=== Section Start ===

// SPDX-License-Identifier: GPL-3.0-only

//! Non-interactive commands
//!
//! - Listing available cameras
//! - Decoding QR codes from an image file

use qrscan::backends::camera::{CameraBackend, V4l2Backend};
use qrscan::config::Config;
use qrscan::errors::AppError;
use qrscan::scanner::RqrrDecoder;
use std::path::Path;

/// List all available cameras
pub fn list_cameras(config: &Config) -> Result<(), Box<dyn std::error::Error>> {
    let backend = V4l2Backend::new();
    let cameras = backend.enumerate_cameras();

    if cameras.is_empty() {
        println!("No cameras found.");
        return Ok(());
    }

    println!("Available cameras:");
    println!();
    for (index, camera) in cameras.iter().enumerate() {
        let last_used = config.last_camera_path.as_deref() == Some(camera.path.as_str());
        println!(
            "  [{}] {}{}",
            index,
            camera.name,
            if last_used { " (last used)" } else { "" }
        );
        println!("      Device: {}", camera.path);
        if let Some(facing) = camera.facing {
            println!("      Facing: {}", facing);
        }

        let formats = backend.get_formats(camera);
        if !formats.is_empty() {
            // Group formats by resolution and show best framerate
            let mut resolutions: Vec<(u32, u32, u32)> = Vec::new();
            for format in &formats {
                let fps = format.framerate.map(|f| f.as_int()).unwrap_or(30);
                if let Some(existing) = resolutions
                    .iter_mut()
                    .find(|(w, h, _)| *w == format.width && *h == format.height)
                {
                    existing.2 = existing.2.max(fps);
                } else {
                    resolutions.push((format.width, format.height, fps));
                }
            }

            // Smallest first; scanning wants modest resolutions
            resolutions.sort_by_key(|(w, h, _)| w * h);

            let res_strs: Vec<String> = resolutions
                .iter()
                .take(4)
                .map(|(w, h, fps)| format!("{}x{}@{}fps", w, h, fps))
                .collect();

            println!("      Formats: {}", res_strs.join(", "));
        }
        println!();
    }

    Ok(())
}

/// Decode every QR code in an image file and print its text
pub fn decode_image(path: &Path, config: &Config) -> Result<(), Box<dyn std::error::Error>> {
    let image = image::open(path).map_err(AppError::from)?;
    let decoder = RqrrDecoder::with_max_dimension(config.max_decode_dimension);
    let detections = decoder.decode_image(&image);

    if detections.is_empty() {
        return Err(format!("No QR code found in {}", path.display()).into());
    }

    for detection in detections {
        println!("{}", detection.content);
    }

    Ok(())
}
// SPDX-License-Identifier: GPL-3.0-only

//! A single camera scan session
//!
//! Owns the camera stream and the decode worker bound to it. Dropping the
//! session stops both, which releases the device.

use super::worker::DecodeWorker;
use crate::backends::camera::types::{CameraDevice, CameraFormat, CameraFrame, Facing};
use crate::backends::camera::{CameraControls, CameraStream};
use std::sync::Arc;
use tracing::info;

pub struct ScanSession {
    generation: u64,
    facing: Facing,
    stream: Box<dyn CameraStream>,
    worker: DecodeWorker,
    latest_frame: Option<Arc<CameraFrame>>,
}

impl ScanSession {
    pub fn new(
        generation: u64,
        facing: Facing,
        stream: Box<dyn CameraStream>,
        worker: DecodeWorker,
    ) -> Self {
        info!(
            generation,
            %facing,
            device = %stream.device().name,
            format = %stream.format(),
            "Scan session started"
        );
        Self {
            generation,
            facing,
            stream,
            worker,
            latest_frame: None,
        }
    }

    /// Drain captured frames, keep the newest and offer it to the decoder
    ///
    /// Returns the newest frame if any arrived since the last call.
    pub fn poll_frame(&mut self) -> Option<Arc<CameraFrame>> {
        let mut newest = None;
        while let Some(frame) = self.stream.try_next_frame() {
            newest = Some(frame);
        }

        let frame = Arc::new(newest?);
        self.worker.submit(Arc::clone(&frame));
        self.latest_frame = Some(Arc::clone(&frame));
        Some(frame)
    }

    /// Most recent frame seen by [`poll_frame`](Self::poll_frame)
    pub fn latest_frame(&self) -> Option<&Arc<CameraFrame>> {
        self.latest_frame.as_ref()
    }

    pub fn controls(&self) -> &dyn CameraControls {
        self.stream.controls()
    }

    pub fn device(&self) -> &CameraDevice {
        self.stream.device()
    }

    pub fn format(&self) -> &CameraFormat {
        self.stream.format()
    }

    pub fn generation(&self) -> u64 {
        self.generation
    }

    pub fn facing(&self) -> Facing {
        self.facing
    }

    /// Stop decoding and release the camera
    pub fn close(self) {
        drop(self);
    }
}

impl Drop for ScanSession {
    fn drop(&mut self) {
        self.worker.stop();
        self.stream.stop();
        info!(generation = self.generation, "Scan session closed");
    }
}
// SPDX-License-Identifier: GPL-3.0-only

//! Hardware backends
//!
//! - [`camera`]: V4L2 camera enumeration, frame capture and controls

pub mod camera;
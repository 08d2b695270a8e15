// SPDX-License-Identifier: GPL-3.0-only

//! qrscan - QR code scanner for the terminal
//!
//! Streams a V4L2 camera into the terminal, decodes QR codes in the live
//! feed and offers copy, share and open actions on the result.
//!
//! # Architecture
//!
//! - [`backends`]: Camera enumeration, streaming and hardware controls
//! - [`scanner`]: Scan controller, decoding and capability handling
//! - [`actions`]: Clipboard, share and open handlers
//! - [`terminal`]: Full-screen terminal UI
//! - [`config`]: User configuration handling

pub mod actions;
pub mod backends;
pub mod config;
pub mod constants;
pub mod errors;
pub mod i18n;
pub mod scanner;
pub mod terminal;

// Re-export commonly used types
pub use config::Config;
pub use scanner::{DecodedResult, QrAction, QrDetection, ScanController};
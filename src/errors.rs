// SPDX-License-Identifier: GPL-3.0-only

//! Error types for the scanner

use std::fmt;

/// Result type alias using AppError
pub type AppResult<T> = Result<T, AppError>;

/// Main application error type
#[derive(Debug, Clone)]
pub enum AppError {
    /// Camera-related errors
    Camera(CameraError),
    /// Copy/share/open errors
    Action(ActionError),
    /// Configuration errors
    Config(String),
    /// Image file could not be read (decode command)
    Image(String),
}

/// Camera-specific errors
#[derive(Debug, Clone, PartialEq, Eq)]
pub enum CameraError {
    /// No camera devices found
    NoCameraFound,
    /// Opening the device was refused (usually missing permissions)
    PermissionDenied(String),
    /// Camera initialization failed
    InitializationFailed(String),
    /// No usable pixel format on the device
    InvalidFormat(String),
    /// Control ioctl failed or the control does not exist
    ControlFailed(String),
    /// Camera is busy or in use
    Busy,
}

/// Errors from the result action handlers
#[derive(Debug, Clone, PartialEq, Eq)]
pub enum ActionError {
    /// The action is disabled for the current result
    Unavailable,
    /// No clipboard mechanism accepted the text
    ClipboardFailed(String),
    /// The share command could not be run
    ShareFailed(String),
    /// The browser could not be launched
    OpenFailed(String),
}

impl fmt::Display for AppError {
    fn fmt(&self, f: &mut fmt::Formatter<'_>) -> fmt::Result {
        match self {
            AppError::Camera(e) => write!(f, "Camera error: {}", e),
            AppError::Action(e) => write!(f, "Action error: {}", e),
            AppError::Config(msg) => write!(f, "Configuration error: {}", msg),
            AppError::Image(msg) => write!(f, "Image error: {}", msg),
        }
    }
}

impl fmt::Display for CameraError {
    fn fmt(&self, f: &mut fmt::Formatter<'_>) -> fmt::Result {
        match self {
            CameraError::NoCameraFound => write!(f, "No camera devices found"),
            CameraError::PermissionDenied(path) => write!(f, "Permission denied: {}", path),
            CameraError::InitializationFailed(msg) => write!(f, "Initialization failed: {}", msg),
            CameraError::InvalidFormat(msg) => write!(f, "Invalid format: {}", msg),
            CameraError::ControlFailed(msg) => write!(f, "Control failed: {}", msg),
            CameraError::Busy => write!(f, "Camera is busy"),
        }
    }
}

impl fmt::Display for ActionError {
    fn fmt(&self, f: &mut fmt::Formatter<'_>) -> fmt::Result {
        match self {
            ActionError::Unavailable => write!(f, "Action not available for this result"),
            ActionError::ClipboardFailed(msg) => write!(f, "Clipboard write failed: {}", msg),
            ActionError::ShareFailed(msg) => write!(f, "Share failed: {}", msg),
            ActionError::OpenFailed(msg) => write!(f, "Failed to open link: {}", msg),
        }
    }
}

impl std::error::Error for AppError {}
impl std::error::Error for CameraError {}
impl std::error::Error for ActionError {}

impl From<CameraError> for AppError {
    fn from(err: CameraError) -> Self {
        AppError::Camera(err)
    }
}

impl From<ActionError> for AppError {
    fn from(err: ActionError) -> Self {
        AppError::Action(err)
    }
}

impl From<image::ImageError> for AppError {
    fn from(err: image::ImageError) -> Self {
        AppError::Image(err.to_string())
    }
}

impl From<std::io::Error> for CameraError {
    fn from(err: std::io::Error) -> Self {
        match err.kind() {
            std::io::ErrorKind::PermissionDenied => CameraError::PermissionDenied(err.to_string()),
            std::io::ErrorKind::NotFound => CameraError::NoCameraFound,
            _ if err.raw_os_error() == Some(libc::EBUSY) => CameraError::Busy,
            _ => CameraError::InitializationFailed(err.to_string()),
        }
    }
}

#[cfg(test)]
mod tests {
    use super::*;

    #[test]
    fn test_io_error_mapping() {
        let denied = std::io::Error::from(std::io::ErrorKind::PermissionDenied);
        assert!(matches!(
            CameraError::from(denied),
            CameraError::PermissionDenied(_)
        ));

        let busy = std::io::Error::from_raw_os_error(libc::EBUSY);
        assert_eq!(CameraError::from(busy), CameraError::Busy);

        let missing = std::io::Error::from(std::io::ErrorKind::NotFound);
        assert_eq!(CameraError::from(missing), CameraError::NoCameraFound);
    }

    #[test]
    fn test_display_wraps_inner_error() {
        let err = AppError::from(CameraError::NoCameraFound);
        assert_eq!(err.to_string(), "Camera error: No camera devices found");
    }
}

=== Section End ===

Copy exactly the stretch of data above from the line with "camera scan session" through the line with "to the decoder", and omit all other lines.

* Task result:
//! A single camera scan session
//!
//! Owns the camera stream and the decode worker bound to it. Dropping the
//! session stops both, which releases the device.

use super::worker::DecodeWorker;
use crate::backends::camera::types::{CameraDevice, CameraFormat, CameraFrame, Facing};
use crate::backends::camera::{CameraControls, CameraStream};
use std::sync::Arc;
use tracing::info;

pub struct ScanSession {
    generation: u64,
    facing: Facing,
    stream: Box<dyn CameraStream>,
    worker: DecodeWorker,
    latest_frame: Option<Arc<CameraFrame>>,
}

impl ScanSession {
    pub fn new(
        generation: u64,
        facing: Facing,
        stream: Box<dyn CameraStream>,
        worker: DecodeWorker,
    ) -> Self {
        info!(
            generation,
            %facing,
            device = %stream.device().name,
            format = %stream.format(),
            "Scan session started"
        );
        Self {
            generation,
            facing,
            stream,
            worker,
            latest_frame: None,
        }
    }

    /// Drain captured frames, keep the newest and offer it to the decoder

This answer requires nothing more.